Advancing Digital Twin intelligence for the built environment at SpliTech 2026

Photo: Splitech
At SpliTech 2026, INTEGRATES presented ongoing research on a Digital Twin architecture that combines semantic knowledge and AI-driven analytics to improve interoperability and decision-making in the built environment.
What happens when semantic knowledge and data analytics are brought together?
This question was explored in a paper presented at SpliTech 2026, where researchers working on the INTEGRATES project presented ongoing work on Digital Twin intelligence for buildings and neighbourhoods.
The paper was authored by Filippos Lygerakis, Elisavet Tsekeri, Alexandros Malisovas, Nikolaos A. Diangelakis, Alessandra Lilli and Despoina Kolokotsa from the Technical University of Crete (TUC) and presented a practical approach combining structured building knowledge with analytical methods for processing operational data.
Digital Twins and Knowledge Graph
Digital Twins rely on large volumes of data originating from buildings, technical systems, sensors and operational processes. However, this information is often distributed across different platforms and formats, making integration and analysis difficult.
The paper presented a neurosymbolic architecture that combines two complementary layers:
- a Knowledge Graph, capable of representing buildings, systems, sensors and their relationships in a structured and machine-readable way;
- a Neural Enhancement Layer, designed to process and analyse operational time-series data.
Together, these components aim to provide a common framework that supports both interoperability and advanced analytics.

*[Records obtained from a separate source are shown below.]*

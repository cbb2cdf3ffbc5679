//! Selector-driven site adapter
//!
//! `SelectorAdapter` implements [`SiteAdapter`] from a declarative [`SelectorConfig`]: CSS
//! selectors for the title and price, marker elements for "not found" and stock state, and a URL
//! pattern for identifiers without an explicit link. Selectors are compiled once, when the adapter
//! is built, so a bad selector is reported at configuration time rather than mid-run.

use crate::adapter::profiles;
use crate::adapter::traits::{Classification, SiteAdapter};
use crate::config::{MarkerConfig, PriceSelector, RetailerConfig, SelectorConfig, StockConfig};
use crate::runner::FetchFailure;
use crate::source::ItemRecord;
use crate::state::StockState;
use crate::{ConfigError, ConfigResult};
use scraper::{ElementRef, Html, Selector};
use url::Url;

/// Adapter for retailers whose product pages can be described with CSS selectors
#[derive(Debug)]
pub struct SelectorAdapter {
    name: String,
    title: Selector,
    price: PriceRule,
    not_found: Vec<Marker>,
    stock: StockRule,
    url_pattern: Option<UrlPattern>,
    terminal_statuses: Vec<u16>,
}

impl SelectorAdapter {
    /// Builds an adapter from explicit selectors
    ///
    /// # Errors
    ///
    /// Returns `ConfigError::InvalidSelector` for a selector that does not parse and
    /// `ConfigError::InvalidUrl` for a malformed URL pattern.
    pub fn new(
        name: &str,
        selectors: &SelectorConfig,
        url_pattern: Option<&str>,
        terminal_statuses: Vec<u16>,
    ) -> ConfigResult<Self> {
        let price = match &selectors.price {
            PriceSelector::Single(selector) => PriceRule::Single(compile(selector)?),
            PriceSelector::Split {
                dollars,
                cents,
                separator,
            } => PriceRule::Split {
                dollars: compile(dollars)?,
                cents: compile(cents)?,
                separator: separator.clone(),
            },
        };

        let stock = match &selectors.stock {
            StockConfig::InStockMarkers(markers) => StockRule::InStockWhenAny(compile_markers(markers)?),
            StockConfig::OutOfStockMarkers(markers) => {
                StockRule::OutOfStockWhenAny(compile_markers(markers)?)
            }
        };

        let url_pattern = url_pattern.map(UrlPattern::parse).transpose()?;

        Ok(Self {
            name: name.to_string(),
            title: compile(&selectors.title)?,
            price,
            not_found: compile_markers(&selectors.not_found)?,
            stock,
            url_pattern,
            terminal_statuses,
        })
    }

    /// Builds the adapter for a configured retailer
    ///
    /// Inline selectors, URL pattern and terminal statuses override the named profile's.
    pub fn from_retailer(retailer: &RetailerConfig) -> ConfigResult<Self> {
        let profile = match &retailer.profile {
            Some(name) => Some(
                profiles::profile(name).ok_or_else(|| ConfigError::UnknownProfile(name.clone()))?,
            ),
            None => None,
        };

        let selectors = retailer
            .selectors
            .clone()
            .or_else(|| profile.as_ref().map(|p| p.selectors.clone()))
            .ok_or_else(|| {
                ConfigError::Validation(format!(
                    "Retailer '{}' needs either a profile or selectors",
                    retailer.name
                ))
            })?;

        let url_pattern = retailer
            .url_pattern
            .as_deref()
            .or_else(|| profile.as_ref().and_then(|p| p.url_pattern));

        let terminal_statuses = retailer
            .terminal_statuses
            .clone()
            .or_else(|| profile.as_ref().map(|p| p.terminal_statuses.to_vec()))
            .unwrap_or_default();

        Self::new(&retailer.name, &selectors, url_pattern, terminal_statuses)
    }

    fn extract_price(&self, document: &Html) -> Option<String> {
        match &self.price {
            PriceRule::Single(selector) => first_text(document, selector),
            PriceRule::Split {
                dollars,
                cents,
                separator,
            } => {
                let dollars = first_text(document, dollars)?;
                let dollars = dollars.trim_start_matches('$');
                let cents = document
                    .select(cents)
                    .last()
                    .map(element_text)
                    .unwrap_or_default();

                if cents.is_empty() {
                    Some(format!("${}", dollars))
                } else {
                    Some(format!("${}{}{}", dollars, separator, cents))
                }
            }
        }
    }
}

impl SiteAdapter for SelectorAdapter {
    fn name(&self) -> &str {
        &self.name
    }

    fn build_target(&self, item: &ItemRecord) -> Option<Url> {
        if item.identifier.eq_ignore_ascii_case("n/a") {
            return None;
        }

        if let Some(explicit) = &item.target {
            match Url::parse(explicit) {
                Ok(url) if is_http(&url) => return Some(url),
                _ => tracing::warn!(
                    "[{}] Ignoring invalid URL for {}: {}",
                    self.name,
                    item.identifier,
                    explicit
                ),
            }
        }

        let url = Url::parse(&self.url_pattern.as_ref()?.fill(item)?).ok()?;
        is_http(&url).then_some(url)
    }

    fn classify(&self, document: &Html) -> Classification {
        if self.not_found.iter().any(|marker| marker.is_present(document)) {
            return Classification::NotFound;
        }

        let title = first_text(document, &self.title);
        let price = self.extract_price(document);
        let stock = match &self.stock {
            StockRule::InStockWhenAny(markers) => {
                StockState::from_available(markers.iter().any(|m| m.is_present(document)))
            }
            StockRule::OutOfStockWhenAny(markers) => {
                StockState::from_available(!markers.iter().any(|m| m.is_present(document)))
            }
        };

        Classification::Product {
            title,
            price,
            stock,
        }
    }

    fn should_retry(&self, failure: &FetchFailure) -> bool {
        match failure {
            FetchFailure::Status(code) => !self.terminal_statuses.contains(code),
            _ => true,
        }
    }
}

#[derive(Debug)]
enum PriceRule {
    Single(Selector),
    Split {
        dollars: Selector,
        cents: Selector,
        separator: String,
    },
}

#[derive(Debug)]
enum StockRule {
    InStockWhenAny(Vec<Marker>),
    OutOfStockWhenAny(Vec<Marker>),
}

/// A compiled marker: a selector plus an optional lowercase text fragment
#[derive(Debug)]
struct Marker {
    selector: Selector,
    contains: Option<String>,
}

impl Marker {
    fn is_present(&self, document: &Html) -> bool {
        document.select(&self.selector).any(|element| match &self.contains {
            Some(fragment) => element_text(element).to_lowercase().contains(fragment),
            None => true,
        })
    }
}

/// URL template with `{id}` and `{<metadata column>}` placeholders
#[derive(Debug, Clone, PartialEq, Eq)]
struct UrlPattern {
    segments: Vec<Segment>,
}

#[derive(Debug, Clone, PartialEq, Eq)]
enum Segment {
    Literal(String),
    Placeholder(String),
}

impl UrlPattern {
    fn parse(template: &str) -> ConfigResult<Self> {
        let invalid = |message: &str| {
            ConfigError::InvalidUrl(format!("Invalid URL pattern '{}': {}", template, message))
        };

        let mut segments = Vec::new();
        let mut rest = template;

        while let Some(open) = rest.find('{') {
            if open > 0 {
                segments.push(Segment::Literal(rest[..open].to_string()));
            }
            let close = rest[open..]
                .find('}')
                .map(|offset| open + offset)
                .ok_or_else(|| invalid("unclosed '{'"))?;
            let name = rest[open + 1..close].trim();
            if name.is_empty() {
                return Err(invalid("empty placeholder"));
            }
            segments.push(Segment::Placeholder(name.to_string()));
            rest = &rest[close + 1..];
        }
        if rest.contains('}') {
            return Err(invalid("unmatched '}'"));
        }
        if !rest.is_empty() {
            segments.push(Segment::Literal(rest.to_string()));
        }

        let pattern = Self { segments };

        // A pattern filled with a dummy value must be a valid http(s) URL
        let sample = pattern.render(|_| Some("x".to_string())).unwrap_or_default();
        match Url::parse(&sample) {
            Ok(url) if is_http(&url) => Ok(pattern),
            Ok(_) => Err(invalid("scheme must be http or https")),
            Err(e) => Err(invalid(&e.to_string())),
        }
    }

    /// Fills the pattern for an item; `None` if a placeholder has no value
    fn fill(&self, item: &ItemRecord) -> Option<String> {
        self.render(|name| {
            let value = if name == "id" {
                Some(item.identifier.as_str())
            } else {
                item.metadata.get(name)
            };
            value.filter(|v| !v.is_empty()).map(str::to_string)
        })
    }

    fn render(&self, mut lookup: impl FnMut(&str) -> Option<String>) -> Option<String> {
        let mut out = String::new();
        for segment in &self.segments {
            match segment {
                Segment::Literal(text) => out.push_str(text),
                Segment::Placeholder(name) => out.push_str(&lookup(name)?),
            }
        }
        Some(out)
    }
}

fn compile(selector: &str) -> ConfigResult<Selector> {
    Selector::parse(selector).map_err(|e| ConfigError::InvalidSelector {
        selector: selector.to_string(),
        message: format!("{:?}", e),
    })
}

fn compile_markers(markers: &[MarkerConfig]) -> ConfigResult<Vec<Marker>> {
    markers
        .iter()
        .map(|marker| {
            Ok(Marker {
                selector: compile(&marker.selector)?,
                contains: marker.contains.as_ref().map(|s| s.to_lowercase()),
            })
        })
        .collect()
}

fn is_http(url: &Url) -> bool {
    url.scheme() == "http" || url.scheme() == "https"
}

/// Text of an element with whitespace runs collapsed
fn element_text(element: ElementRef<'_>) -> String {
    element
        .text()
        .collect::<String>()
        .split_whitespace()
        .collect::<Vec<_>>()
        .join(" ")
}

/// Text of the first matching element, if it is not empty
fn first_text(document: &Html, selector: &Selector) -> Option<String> {
    document
        .select(selector)
        .next()
        .map(element_text)
        .filter(|text| !text.is_empty())
}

To demonstrate the approach, the researchers applied the methodology to electricity-consumption and weather datasets collected on the TUC campus.
The presented workflow included:
- time-series classification,
- anomaly analysis,
- predictive modelling,
- integration of contextual information through semantic representations.
The case study illustrated how combining domain knowledge with data-driven analytics can improve the interpretation of operational data and support monitoring and decision-making across complex built environments.
The paper reflects a central objective of INTEGRATES: connecting interoperable semantic information with advanced analytical capabilities.
The Knowledge Graph component contributes to the project’s work on ontologies and semantic interoperability, while the Neural Enhancement Layer supports the development of analytical services for processing building and operational data. By presenting these components as a connected workflow, the contribution demonstrated how fragmented datasets can be transformed into structured, contextualised and reusable Digital Twin intelligence.